In a unique way, the Son of God has made him a sharer in his work of salvation.
Is Simon aware of this?
The evangelist Mark identifies Simon of Cyrene as the “father of Alexander and Rufus” (15:21).

If the sons of Simon of Cyrene were known to the first Christian community, it can be presumed that Simon too, while carrying the Cross, came to believe in Christ. From being forced, he freely accepted, as though deeply touched by the words: “Whoever does not carry his cross with me is not worthy of me.”
By his carrying of the Cross, Simon was brought to the knowledge of the gospel of the Cross.
Since then, this gospel has spoken to many, countless Cyreneans, called in the course of history to carry the cross with Jesus.

Stabat Mater:
Is there one who would not weep, whelmed in miseries so deep,
Christ’s dear Mother to behold?


Brief pause for reflexion in silence, or repeat three times:

"Eternal Father, I offer Thee the Wounds of our Lord Jesus Christ to heal the Wounds of our souls"


SIXTH STATION

Veronica wipes the face of Jesus


We adore you, O Christ, and we bless you.
Because by your holy Cross you have redeemed the world.


Veronica does not appear in the Gospels. Her name is not mentioned, even though the names of other women who accompanied Jesus do appear.
It is possible, therefore, that the name refers more to what the woman did. In fact, according to tradition, on the road to Calvary a woman pushed her way through the soldiers escorting Jesus and with a veil wiped the sweat and blood from the Lord’s face. That face remained imprinted on the veil, a faithful reflection, a “true icon”. This would be the reason for the name Veronica.
If this is so, the name which evokes the memory of what this woman did carries with it the deepest truth about her.

One day, Jesus drew the criticism of onlookers when he defended a sinful woman who had poured perfumed oil on his feet and dried them with her hair. To those who objected, he replied: “Why do you trouble this woman? For she has done a beautiful thing to me . . . In pouring this ointment on my body she has done it to prepare me for burial” (Mt 26:10, 12).

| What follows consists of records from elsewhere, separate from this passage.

//! Integration tests for the Authgate server.
//!
//! Each test spawns the server binary on its own port and data directory and
//! drives it over HTTP.

// Allow unwrap() in tests - panics are acceptable for test assertions
#![allow(clippy::disallowed_methods)]

use std::path::{Path, PathBuf};
use std::process::{Child, Command, Stdio};
use std::time::Duration;

use anyhow::{bail, Context, Result};
use reqwest::{Client, StatusCode};
use serde::{Deserialize, Serialize};
use serde_json::Value;

// ============================================================================
// API Types
// ============================================================================

#[derive(Debug, Deserialize)]
pub struct HealthResponse {
    pub status: String,
    pub version: String,
    pub configured: bool,
}

#[derive(Debug, Default, Serialize)]
#[serde(rename_all = "camelCase")]
pub struct SetupRequest {
    pub app_name: String,
    #[serde(skip_serializing_if = "Option::is_none")]
    pub description: Option<String>,
    #[serde(skip_serializing_if = "Option::is_none")]
    pub logo_url: Option<String>,
    #[serde(skip_serializing_if = "Option::is_none")]
    pub private_key: Option<String>,
    #[serde(skip_serializing_if = "Option::is_none")]
    pub public_key: Option<String>,
}

#[derive(Debug, Deserialize)]
#[serde(rename_all = "camelCase")]
pub struct KeyPairResponse {
    pub private_key: String,
    pub public_key: String,
}

/// Status code and JSON body of a response.
#[derive(Debug)]
pub struct ApiResponse {
    pub status: StatusCode,
    pub body: Value,
}

// ============================================================================
// Test Server
// ============================================================================

/// A server process bound to a data directory it does not own.
pub struct TestServer {
    process: Child,
    pub base_url: String,
    pub port: u16,
}

impl TestServer {
    /// Start a server on `port` using `data_dir`, optionally mirroring keys.
    pub async fn start(port: u16, data_dir: &Path, keys_dir: Option<&Path>) -> Result<Self> {
        let server_binary = find_server_binary()?;

        let mut command = Command::new(&server_binary);
        command
            .arg("--data-dir")
            .arg(data_dir)
            .arg("--bind")
            .arg(format!("127.0.0.1:{}", port))
            .env_remove("AUTHGATE_KEYS_DIR")
            .stdout(Stdio::null())
            .stderr(Stdio::null());

        if let Some(dir) = keys_dir {
            command.arg("--keys-dir").arg(dir);
        }

        let process = command
            .spawn()
            .with_context(|| format!("Failed to start server: {:?}", server_binary))?;

        let server = Self {
            process,
            base_url: format!("http://127.0.0.1:{}", port),
            port,
        };

        server.wait_for_ready().await?;

        Ok(server)
    }

    /// Wait for the server to be ready to accept connections.
    async fn wait_for_ready(&self) -> Result<()> {
        let client = Client::new();
        let url = format!("{}/auth/api/health", self.base_url);

        for _ in 0..100 {
            match client.get(&url).send().await {
                Ok(resp) if resp.status().is_success() => return Ok(()),
                _ => tokio::time::sleep(Duration::from_millis(100)).await,
            }
        }

        bail!("Server failed to start within 10 seconds")
    }

    /// Get an HTTP client for this server.
    pub fn client(&self) -> AuthgateClient {
        AuthgateClient::new(&self.base_url)
    }
}

impl Drop for TestServer {
    fn drop(&mut self) {
        let _ = self.process.kill();
        let _ = self.process.wait();
    }
}

/// Find the server binary in the target directory.
fn find_server_binary() -> Result<PathBuf> {
    let manifest_dir = std::env::var("CARGO_MANIFEST_DIR").unwrap_or_else(|_| ".".to_string());

    // Try debug build first, then release
    let candidates = [
        Path::new(&manifest_dir).join("../../target/debug/authgate-server"),
        Path::new(&manifest_dir).join("../../target/debug/authgate-server.exe"),
        Path::new(&manifest_dir).join("../../target/release/authgate-server"),
        Path::new(&manifest_dir).join("../../target/release/authgate-server.exe"),
    ];

    for candidate in &candidates {
        if candidate.exists() {
            return Ok(candidate.canonicalize()?);
        }
    }

    bail!(
        "Could not find authgate-server binary. Run 'cargo build -p authgate-server' first. Searched in: {:?}",
        candidates
    )
}

// ============================================================================
// Test Client
// ============================================================================

/// HTTP client for testing the Authgate API.
pub struct AuthgateClient {
    client: Client,
    base_url: String,
}

impl AuthgateClient {
    pub fn new(base_url: &str) -> Self {
        Self {
            client: Client::builder()
                .timeout(Duration::from_secs(30))
                .build()
                .expect("Failed to create HTTP client"),
            base_url: base_url.to_string(),
        }
    }

    fn url(&self, path: &str) -> String {
        format!("{}/auth/api{}", self.base_url, path)
    }

    async fn into_api_response(resp: reqwest::Response) -> Result<ApiResponse> {
        let status = resp.status();
        let text = resp.text().await?;
        let body = serde_json::from_str(&text).unwrap_or(Value::String(text));
        Ok(ApiResponse { status, body })
    }

    pub async fn health(&self) -> Result<HealthResponse> {
        let resp = self.client.get(self.url("/health")).send().await?;
        Ok(resp.json().await?)
    }

    pub async fn app_config(&self) -> Result<ApiResponse> {
        let resp = self.client.get(self.url("/app-config")).send().await?;
        Self::into_api_response(resp).await
    }

    pub async fn setup(&self, req: &SetupRequest) -> Result<ApiResponse> {
        let resp = self
            .client
            .post(self.url("/app-config"))
            .json(req)
            .send()
            .await?;
        Self::into_api_response(resp).await
    }

    pub async fn generate_keypair(&self) -> Result<KeyPairResponse> {
        let resp = self.client.post(self.url("/keys/generate")).send().await?;
        if !resp.status().is_success() {
            bail!("Key generation failed: {}", resp.text().await?);
        }
        Ok(resp.json().await?)
    }

    pub async fn public_key(&self) -> Result<(StatusCode, String)> {
        let resp = self.client.get(self.url("/public-key")).send().await?;
        Ok((resp.status(), resp.text().await?))
    }

    pub async fn signup(&self, username: &str, password: &str) -> Result<ApiResponse> {
        self.credentials("/signup", username, password).await
    }

    pub async fn login(&self, username: &str, password: &str) -> Result<ApiResponse> {
        self.credentials("/login", username, password).await
    }

    async fn credentials(&self, path: &str, username: &str, password: &str) -> Result<ApiResponse> {
        let resp = self
            .client
            .post(self.url(path))
            .json(&serde_json::json!({ "username": username, "password": password }))
            .send()
            .await?;
        Self::into_api_response(resp).await
    }

    pub async fn me(&self, token: &str) -> Result<ApiResponse> {
        let resp = self
            .client
            .get(self.url("/me"))
            .bearer_auth(token)
            .send()
            .await?;
        Self::into_api_response(resp).await
    }
}

// ============================================================================
// Tests
// ============================================================================

#[cfg(test)]
mod tests {
    use super::*;
    use std::sync::atomic::{AtomicU16, Ordering};

    use authgate_auth::{TokenVerifier, TOKEN_TTL_SECS};
    use tempfile::TempDir;

    // Port counter to avoid conflicts between parallel tests
    static PORT_COUNTER: AtomicU16 = AtomicU16::new(18300);

    fn next_port() -> u16 {
        PORT_COUNTER.fetch_add(1, Ordering::SeqCst)
    }

    async fn configure(client: &AuthgateClient) -> KeyPairResponse {
        let pair = client.generate_keypair().await.unwrap();
        let resp = client
            .setup(&SetupRequest {
                app_name: "Acme".into(),
                description: Some("Acme identity".into()),
                private_key: Some(pair.private_key.clone()),
                public_key: Some(pair.public_key.clone()),
                ..Default::default()
            })
            .await
            .unwrap();
        assert_eq!(resp.status, StatusCode::OK, "setup failed: {:?}", resp.body);
        pair
    }

    #[tokio::test]
    async fn test_health_before_setup() {
        let data_dir = TempDir::new().unwrap();
        let server = TestServer::start(next_port(), data_dir.path(), None).await.unwrap();

        let health = server.client().health().await.unwrap();

        assert_eq!(health.status, "ok");
        assert!(!health.version.is_empty());
        assert!(!health.configured);
    }

    #[tokio::test]
    async fn test_signup_before_setup_unavailable() {
        let data_dir = TempDir::new().unwrap();
        let server = TestServer::start(next_port(), data_dir.path(), None).await.unwrap();
        let client = server.client();

        let resp = client.signup("bob001", "Secret99").await.unwrap();
        assert_eq!(resp.status, StatusCode::SERVICE_UNAVAILABLE);

        let resp = client.app_config().await.unwrap();
        assert_eq!(resp.status, StatusCode::NOT_FOUND);

        let (status, _) = client.public_key().await.unwrap();
        assert_eq!(status, StatusCode::NOT_FOUND);
    }

    #[tokio::test]
    async fn test_complete_lifecycle() {
        let data_dir = TempDir::new().unwrap();
        let server = TestServer::start(next_port(), data_dir.path(), None).await.unwrap();
        let client = server.client();

        // 1. Setup
        let pair = configure(&client).await;
        assert!(client.health().await.unwrap().configured);

        // 2. Setup again is refused and changes nothing
        let resp = client
            .setup(&SetupRequest {
                app_name: "Other".into(),
                ..Default::default()
            })
            .await
            .unwrap();
        assert_eq!(resp.status, StatusCode::FORBIDDEN);

        let config = client.app_config().await.unwrap();
        assert_eq!(config.body["appName"], "Acme");
        assert!(config.body.get("privateKey").is_none());

        // 3. Public key is served as PEM
        let (status, pem) = client.public_key().await.unwrap();
        assert_eq!(status, StatusCode::OK);
        assert_eq!(pem, pair.public_key);

        // 4. Signup, duplicate signup
        let resp = client.signup("alice1", "Passw0rd1").await.unwrap();
        assert_eq!(resp.status, StatusCode::OK);

        let resp = client.signup("alice1", "Passw0rd2").await.unwrap();
        assert_eq!(resp.status, StatusCode::CONFLICT);

        // 5. Login, wrong password
        let resp = client.login("alice1", "Passw0rd1").await.unwrap();
        assert_eq!(resp.status, StatusCode::OK);
        let token = resp.body["token"].as_str().unwrap().to_string();

        let resp = client.login("alice1", "wrong000").await.unwrap();
        assert_eq!(resp.status, StatusCode::UNAUTHORIZED);

        // 6. The token verifies offline with the public key
        let verifier = TokenVerifier::from_public_key_pem(&pem).unwrap();
        let claims = verifier.verify(&token).unwrap();
        assert_eq!(claims.username, "alice1");
        assert_eq!(claims.exp - claims.iat, TOKEN_TTL_SECS);

        // 7. And online through /me
        let resp = client.me(&token).await.unwrap();
        assert_eq!(resp.status, StatusCode::OK);
        assert_eq!(resp.body["username"], "alice1");

        let resp = client.me("garbage").await.unwrap();
        assert_eq!(resp.status, StatusCode::UNAUTHORIZED);
    }

    #[tokio::test]
    async fn test_state_survives_restart() {
        let data_dir = TempDir::new().unwrap();

        {
            let server = TestServer::start(next_port(), data_dir.path(), None).await.unwrap();
            let client = server.client();
            configure(&client).await;
            let resp = client.signup("alice1", "Passw0rd1").await.unwrap();
            assert_eq!(resp.status, StatusCode::OK);
        }

        let server = TestServer::start(next_port(), data_dir.path(), None).await.unwrap();
        let client = server.client();

        assert!(client.health().await.unwrap().configured);

        let resp = client
            .setup(&SetupRequest {
                app_name: "Other".into(),
                ..Default::default()
            })
            .await
            .unwrap();
        assert_eq!(resp.status, StatusCode::FORBIDDEN);

        let resp = client.login("alice1", "Passw0rd1").await.unwrap();
        assert_eq!(resp.status, StatusCode::OK);
    }

    #[tokio::test]
    async fn test_concurrent_setup_single_winner() {
        let data_dir = TempDir::new().unwrap();
        let server = TestServer::start(next_port(), data_dir.path(), None).await.unwrap();

        let mut handles = Vec::new();
        for i in 0..8 {
            let client = server.client();
            handles.push(tokio::spawn(async move {
                client
                    .setup(&SetupRequest {
                        app_name: format!("App {i}"),
                        ..Default::default()
                    })
                    .await
                    .unwrap()
                    .status
            }));
        }

        let mut ok = 0;
        let mut forbidden = 0;
        for handle in handles {
            match handle.await.unwrap() {
                StatusCode::OK => ok += 1,
                StatusCode::FORBIDDEN => forbidden += 1,
                other => panic!("unexpected status: {other}"),
            }
        }

        assert_eq!(ok, 1);
        assert_eq!(forbidden, 7);
    }

    #[tokio::test]
    async fn test_keys_mirrored_to_disk() {
        let data_dir = TempDir::new().unwrap();
        let keys_dir = TempDir::new().unwrap();
        let server = TestServer::start(next_port(), data_dir.path(), Some(keys_dir.path()))
            .await
            .unwrap();

        let pair = configure(&server.client()).await;

        let private = std::fs::read_to_string(keys_dir.path().join("jwtRS256.key")).unwrap();
        let public = std::fs::read_to_string(keys_dir.path().join("jwtRS256.key.pub")).unwrap();
        assert_eq!(private, pair.private_key);
        assert_eq!(public, pair.public_key);

        #[cfg(unix)]
        {
            use std::os::unix::fs::PermissionsExt;
            let mode = std::fs::metadata(keys_dir.path().join("jwtRS256.key"))
                .unwrap()
                .permissions()
                .mode();
            assert_eq!(mode & 0o777, 0o600);
        }
    }
}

These words could likewise be applied to Veronica.

Acts of love do not pass away. Every act of goodness, of understanding, of service leaves on people’s hearts an indelible imprint and makes us ever more like the One who “emptied himself, taking the form of a servant” (Phil 2:7).
This is what shapes our identity and gives us our true name.

Stabat Mater:
Can the human heart refrain from partaking in her pain,
in that Mother’s untold pain?


Brief pause for reflexion in silence, or repeat three times:

"Eternal Father, I offer Thee the Wounds of our Lord Jesus Christ to heal the Wounds of our souls"


SEVENTH STATION

Jesus falls the second time


We adore you, O Christ, and we bless you.
Because by your holy Cross you have redeemed the world.

“I am a worm, and no man; scorned by men, and despised by the people” (Ps 22:6). These words of the Psalm come to mind as we see Jesus fall to the ground a second time under the Cross.
Here in the dust of the earth lies the Condemned One. Crushed by the weight of his Cross. His strength drains away from him more and more. But with great effort he gets up again to continue his march.
To us sinners, what does this second fall say? More than the first one, it seems to urge us to get up, to get up again on our way of the cross.

It tells us that every person here below meets Christ who carries the Cross and falls under its weight.
In his turn, Christ, on the way to Calvary, meets every man and woman and, falling under the weight of the Cross, does not cease to proclaim the good news.
For two thousand years the gospel of the Cross has spoken to man.
For twenty centuries Christ, getting up again from his fall, meets those who fall.
Throughout these two millennia many people have learned that falling does not mean the end of the road.

In meeting the Saviour they have heard his reassuring words:
“My grace is sufficient for you; for my power is made perfect in weakness” (2 Cor 12:9).
Comforted, they have gotten up again and brought to the world the word of hope which comes from the Cross.
Today, having crossed the threshold of the new millennium, we are called to penetrate more deeply the meaning of this encounter.
Our generation must pass on to future centuries the good news that we are lifted up again in Christ.

Stabat Mater:
Bruised, derided, cursed, defiled, she beheld her tender Child,
all with bloody scourges rent.


Brief pause for reflexion in silence, or repeat three times:

"Eternal Father, I offer Thee the Wounds of our Lord Jesus Christ to heal the Wounds of our souls"


EIGHTH STATION

Jesus speaks to the women of Jerusalem


We adore you, O Christ, and we bless you.
Because by your holy Cross you have redeemed the world.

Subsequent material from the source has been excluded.